Problem description
In the records below, some lines contain the word "layout". Copy each of them.

** Provided records follows **

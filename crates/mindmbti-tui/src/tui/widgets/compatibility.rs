// Compatibility screen: pick two types, see how they get along.

use ratatui::layout::Rect;
use ratatui::text::Line;
use ratatui::Frame;

use mindmbti_app::protocol::RequestSlot;

use super::{bullet_lines, heading, render_body, render_form, request_lines};
use crate::tui::layout::form_and_output;
use crate::tui::ViewState;

pub fn render(frame: &mut Frame, area: Rect, state: &ViewState) {
    let form = &state.compat_form;
    let (form_area, output_area) = form_and_output(area, form.fields.len() as u16 + 2);
    render_form(frame, form_area, "궁합 분석", form);

    let mut lines = request_lines(state, RequestSlot::Compatibility, "분석 중...");
    if let Some(compat) = &state.compatibility {
        lines.push(heading(format!("{} × {}", compat.type_a, compat.type_b)));
        lines.push(Line::from(format!("관계 유형: {}", compat.relationship_type)));
        for (title, items) in [
            ("갈등 포인트", &compat.conflict_points),
            ("의사소통 전략", &compat.communication_strategy),
            ("장기 관계 유지 팁", &compat.long_term_tips),
        ] {
            if items.is_empty() {
                continue;
            }
            lines.push(Line::from(""));
            lines.push(heading(title));
            lines.extend(bullet_lines(items));
        }
    }

    render_body(frame, output_area, "결과", lines, state.scroll);
}

#[cfg(test)]
mod tests {
    use super::*;
    use crate::tui::apply_ui_update;
    use crate::tui::tests::draw;
    use mindmbti_api::models::Compatibility;
    use mindmbti_app::protocol::{Route, UiUpdate};

    #[test]
    fn shows_sections_with_items() {
        let mut state = ViewState::default();
        apply_ui_update(&mut state, UiUpdate::Navigated(Route::Compatibility));
        apply_ui_update(
            &mut state,
            UiUpdate::Compatibility(Compatibility {
                type_a: "ENFP".parse().unwrap(),
                type_b: "INTJ".parse().unwrap(),
                relationship_type: "complementary".into(),
                relationship_key: None,
                conflict_points: vec!["Planning vs spontaneity".into()],
                communication_strategy: Vec::new(),
                long_term_tips: vec!["Schedule check-ins".into()],
            }),
        );
        let screen = draw(&state);
        assert!(screen.contains("complementary"));
        assert!(screen.contains("Planning vs spontaneity"));
        assert!(screen.contains("Schedule check-ins"));
    }
}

** End of Provided records **

Answer to this problem
use ratatui::layout::Rect;
use crate::tui::layout::form_and_output;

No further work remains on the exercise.